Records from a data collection

————————

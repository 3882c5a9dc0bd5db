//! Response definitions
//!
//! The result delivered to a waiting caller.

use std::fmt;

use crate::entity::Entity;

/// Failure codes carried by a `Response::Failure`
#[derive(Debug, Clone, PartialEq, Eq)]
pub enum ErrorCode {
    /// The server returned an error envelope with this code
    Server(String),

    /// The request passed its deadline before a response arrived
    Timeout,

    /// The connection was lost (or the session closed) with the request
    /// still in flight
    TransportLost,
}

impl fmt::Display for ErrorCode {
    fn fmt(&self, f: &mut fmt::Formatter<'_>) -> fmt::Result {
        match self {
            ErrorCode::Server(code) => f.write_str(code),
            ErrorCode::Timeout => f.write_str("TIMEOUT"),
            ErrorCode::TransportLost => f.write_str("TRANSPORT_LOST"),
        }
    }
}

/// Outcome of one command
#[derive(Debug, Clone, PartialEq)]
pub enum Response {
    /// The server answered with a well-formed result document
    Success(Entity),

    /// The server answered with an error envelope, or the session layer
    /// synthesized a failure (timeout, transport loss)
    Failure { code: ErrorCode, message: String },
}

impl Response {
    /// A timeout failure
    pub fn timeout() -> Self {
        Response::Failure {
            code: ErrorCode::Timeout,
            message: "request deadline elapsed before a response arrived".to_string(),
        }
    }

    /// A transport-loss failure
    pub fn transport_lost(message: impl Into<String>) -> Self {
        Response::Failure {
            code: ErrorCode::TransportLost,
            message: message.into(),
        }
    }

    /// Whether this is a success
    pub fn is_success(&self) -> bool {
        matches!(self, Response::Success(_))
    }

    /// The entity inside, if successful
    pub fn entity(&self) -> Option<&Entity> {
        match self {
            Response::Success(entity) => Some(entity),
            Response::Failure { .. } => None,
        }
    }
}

————————

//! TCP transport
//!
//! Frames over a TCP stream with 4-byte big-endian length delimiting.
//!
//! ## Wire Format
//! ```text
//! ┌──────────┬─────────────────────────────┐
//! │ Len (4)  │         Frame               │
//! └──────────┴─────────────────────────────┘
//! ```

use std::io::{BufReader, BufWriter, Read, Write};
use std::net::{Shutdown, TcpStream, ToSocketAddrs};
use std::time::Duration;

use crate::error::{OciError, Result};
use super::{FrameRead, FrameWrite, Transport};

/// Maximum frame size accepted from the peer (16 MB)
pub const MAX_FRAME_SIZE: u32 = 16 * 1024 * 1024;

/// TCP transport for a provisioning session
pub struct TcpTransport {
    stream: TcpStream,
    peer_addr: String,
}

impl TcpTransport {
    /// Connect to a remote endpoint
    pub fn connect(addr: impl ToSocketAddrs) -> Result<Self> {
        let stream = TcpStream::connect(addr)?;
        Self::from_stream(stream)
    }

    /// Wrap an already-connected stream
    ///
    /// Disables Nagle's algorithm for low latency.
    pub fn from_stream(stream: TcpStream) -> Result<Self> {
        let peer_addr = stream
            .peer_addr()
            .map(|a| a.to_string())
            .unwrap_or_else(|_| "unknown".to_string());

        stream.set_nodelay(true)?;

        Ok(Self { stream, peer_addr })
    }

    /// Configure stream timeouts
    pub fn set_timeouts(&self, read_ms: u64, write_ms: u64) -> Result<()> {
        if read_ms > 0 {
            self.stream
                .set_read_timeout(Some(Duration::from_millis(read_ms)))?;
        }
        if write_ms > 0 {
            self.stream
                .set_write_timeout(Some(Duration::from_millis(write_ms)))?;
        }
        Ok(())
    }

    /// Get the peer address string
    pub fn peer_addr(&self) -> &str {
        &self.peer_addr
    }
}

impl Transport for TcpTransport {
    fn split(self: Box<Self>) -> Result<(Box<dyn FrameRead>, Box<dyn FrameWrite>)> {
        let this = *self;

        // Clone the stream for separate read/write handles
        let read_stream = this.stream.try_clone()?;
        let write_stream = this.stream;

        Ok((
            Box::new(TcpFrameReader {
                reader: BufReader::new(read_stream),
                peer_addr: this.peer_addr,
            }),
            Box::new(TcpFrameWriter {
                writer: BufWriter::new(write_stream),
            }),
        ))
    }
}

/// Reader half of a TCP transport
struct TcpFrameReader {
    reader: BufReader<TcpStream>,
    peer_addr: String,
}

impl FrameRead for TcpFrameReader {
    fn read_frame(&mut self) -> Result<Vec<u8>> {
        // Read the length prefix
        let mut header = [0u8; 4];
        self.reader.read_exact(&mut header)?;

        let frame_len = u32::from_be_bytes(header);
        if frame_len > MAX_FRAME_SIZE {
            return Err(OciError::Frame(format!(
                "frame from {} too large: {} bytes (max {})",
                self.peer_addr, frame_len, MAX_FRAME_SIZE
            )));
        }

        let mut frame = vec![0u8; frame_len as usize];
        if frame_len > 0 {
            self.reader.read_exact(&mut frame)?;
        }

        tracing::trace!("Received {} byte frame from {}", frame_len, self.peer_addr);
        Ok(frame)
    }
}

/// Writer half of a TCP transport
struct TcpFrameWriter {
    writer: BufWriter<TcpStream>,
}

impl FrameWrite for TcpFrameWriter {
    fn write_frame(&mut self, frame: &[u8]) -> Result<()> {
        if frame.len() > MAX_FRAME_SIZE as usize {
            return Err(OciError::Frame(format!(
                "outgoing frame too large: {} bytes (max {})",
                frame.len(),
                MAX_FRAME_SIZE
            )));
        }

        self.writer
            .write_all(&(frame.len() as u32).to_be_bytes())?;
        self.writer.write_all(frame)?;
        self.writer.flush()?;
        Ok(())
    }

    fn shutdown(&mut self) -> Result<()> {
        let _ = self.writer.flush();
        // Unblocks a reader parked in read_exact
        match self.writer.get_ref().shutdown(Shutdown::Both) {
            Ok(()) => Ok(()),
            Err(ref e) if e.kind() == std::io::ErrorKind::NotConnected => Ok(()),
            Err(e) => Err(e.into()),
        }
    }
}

————————

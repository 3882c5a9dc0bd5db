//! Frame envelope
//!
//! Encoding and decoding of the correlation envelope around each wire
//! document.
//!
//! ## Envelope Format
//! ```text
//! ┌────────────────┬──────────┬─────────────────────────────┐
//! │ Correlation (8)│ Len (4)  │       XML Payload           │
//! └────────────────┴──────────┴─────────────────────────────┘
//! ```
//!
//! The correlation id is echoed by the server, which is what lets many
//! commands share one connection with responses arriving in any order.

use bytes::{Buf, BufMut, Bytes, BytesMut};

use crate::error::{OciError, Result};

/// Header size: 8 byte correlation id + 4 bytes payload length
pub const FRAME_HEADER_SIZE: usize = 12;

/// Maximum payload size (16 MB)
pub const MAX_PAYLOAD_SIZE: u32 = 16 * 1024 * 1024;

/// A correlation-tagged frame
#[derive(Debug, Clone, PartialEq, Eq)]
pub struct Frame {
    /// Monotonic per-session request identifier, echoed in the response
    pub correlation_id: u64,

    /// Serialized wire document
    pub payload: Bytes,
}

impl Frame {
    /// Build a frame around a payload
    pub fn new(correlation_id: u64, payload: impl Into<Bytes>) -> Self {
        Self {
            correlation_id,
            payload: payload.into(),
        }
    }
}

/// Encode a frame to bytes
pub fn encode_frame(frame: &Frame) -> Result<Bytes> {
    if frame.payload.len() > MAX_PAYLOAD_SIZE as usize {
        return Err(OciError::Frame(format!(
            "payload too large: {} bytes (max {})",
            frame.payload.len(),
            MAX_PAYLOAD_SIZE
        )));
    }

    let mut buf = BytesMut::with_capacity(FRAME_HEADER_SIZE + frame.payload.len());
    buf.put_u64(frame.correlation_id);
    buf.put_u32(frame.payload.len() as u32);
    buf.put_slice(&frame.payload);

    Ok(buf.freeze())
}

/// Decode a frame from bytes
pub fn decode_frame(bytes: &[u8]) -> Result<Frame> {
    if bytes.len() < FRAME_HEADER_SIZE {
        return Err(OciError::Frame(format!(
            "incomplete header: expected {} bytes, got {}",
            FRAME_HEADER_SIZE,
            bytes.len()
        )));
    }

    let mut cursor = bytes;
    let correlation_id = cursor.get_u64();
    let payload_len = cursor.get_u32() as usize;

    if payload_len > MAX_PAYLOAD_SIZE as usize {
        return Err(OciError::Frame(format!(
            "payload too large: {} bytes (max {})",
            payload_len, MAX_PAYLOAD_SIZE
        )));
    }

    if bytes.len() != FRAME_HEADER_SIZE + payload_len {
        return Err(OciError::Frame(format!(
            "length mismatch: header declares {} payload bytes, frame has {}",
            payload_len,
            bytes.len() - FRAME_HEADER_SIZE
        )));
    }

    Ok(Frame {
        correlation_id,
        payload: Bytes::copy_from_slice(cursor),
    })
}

————————

• [Task instructions]: Which lines above contain the word "message"? Show each of them.

• [Answer section]:
    Failure { code: ErrorCode, message: String },
            message: "request deadline elapsed before a response arrived".to_string(),
    pub fn transport_lost(message: impl Into<String>) -> Self {
            message: message.into(),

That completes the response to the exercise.